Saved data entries
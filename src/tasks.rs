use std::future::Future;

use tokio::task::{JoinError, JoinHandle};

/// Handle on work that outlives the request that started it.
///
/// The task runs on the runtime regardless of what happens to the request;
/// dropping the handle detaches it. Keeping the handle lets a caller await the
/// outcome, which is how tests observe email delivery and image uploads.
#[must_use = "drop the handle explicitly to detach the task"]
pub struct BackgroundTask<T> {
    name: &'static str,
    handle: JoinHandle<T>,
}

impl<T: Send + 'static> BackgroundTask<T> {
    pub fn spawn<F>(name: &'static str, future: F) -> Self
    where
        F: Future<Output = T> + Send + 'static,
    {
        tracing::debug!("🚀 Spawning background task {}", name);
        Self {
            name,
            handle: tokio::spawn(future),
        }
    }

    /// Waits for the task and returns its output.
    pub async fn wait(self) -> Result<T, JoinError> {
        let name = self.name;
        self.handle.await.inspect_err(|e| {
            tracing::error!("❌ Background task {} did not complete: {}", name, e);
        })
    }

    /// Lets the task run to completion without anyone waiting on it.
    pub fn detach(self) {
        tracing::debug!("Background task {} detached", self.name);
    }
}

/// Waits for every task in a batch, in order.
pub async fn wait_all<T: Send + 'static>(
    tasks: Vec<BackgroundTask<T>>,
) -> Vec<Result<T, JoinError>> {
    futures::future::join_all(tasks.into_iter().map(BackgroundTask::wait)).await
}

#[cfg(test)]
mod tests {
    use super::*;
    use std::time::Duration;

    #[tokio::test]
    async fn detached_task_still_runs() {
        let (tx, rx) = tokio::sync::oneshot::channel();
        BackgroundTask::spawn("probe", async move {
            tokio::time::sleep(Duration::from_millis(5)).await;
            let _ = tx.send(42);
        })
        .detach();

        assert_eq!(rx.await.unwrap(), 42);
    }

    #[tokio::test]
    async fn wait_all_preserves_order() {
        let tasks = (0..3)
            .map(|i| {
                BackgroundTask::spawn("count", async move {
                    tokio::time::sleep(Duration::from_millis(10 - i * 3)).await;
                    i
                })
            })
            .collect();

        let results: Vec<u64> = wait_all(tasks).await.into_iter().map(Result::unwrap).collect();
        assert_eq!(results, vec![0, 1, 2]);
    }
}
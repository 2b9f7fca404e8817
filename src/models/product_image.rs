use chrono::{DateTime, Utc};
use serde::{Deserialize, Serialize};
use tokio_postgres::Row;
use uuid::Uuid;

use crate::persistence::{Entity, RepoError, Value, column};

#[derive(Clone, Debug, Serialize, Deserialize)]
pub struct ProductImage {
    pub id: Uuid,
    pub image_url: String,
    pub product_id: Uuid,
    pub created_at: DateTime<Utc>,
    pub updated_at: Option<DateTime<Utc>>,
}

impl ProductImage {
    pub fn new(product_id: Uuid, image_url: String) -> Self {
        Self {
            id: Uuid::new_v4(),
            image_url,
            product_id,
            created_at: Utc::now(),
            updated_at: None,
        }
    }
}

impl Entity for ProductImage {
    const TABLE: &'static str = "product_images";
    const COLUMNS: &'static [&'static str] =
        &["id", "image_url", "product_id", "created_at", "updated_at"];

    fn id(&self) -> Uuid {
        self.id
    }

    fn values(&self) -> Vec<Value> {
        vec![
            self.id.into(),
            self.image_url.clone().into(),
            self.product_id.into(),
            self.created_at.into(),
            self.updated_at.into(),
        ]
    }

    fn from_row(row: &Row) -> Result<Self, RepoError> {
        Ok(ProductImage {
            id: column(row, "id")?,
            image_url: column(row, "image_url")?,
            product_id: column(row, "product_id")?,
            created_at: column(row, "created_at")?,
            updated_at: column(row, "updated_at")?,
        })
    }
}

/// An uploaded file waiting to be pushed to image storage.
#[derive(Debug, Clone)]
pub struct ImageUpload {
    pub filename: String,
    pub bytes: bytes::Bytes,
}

TASK DIRECTIONS:
Starting from the records above, filter out all lines except those containing the word "collect".

EXERCISE RESULT:
            .collect();
        let results: Vec<u64> = wait_all(tasks).await.into_iter().map(Result::unwrap).collect();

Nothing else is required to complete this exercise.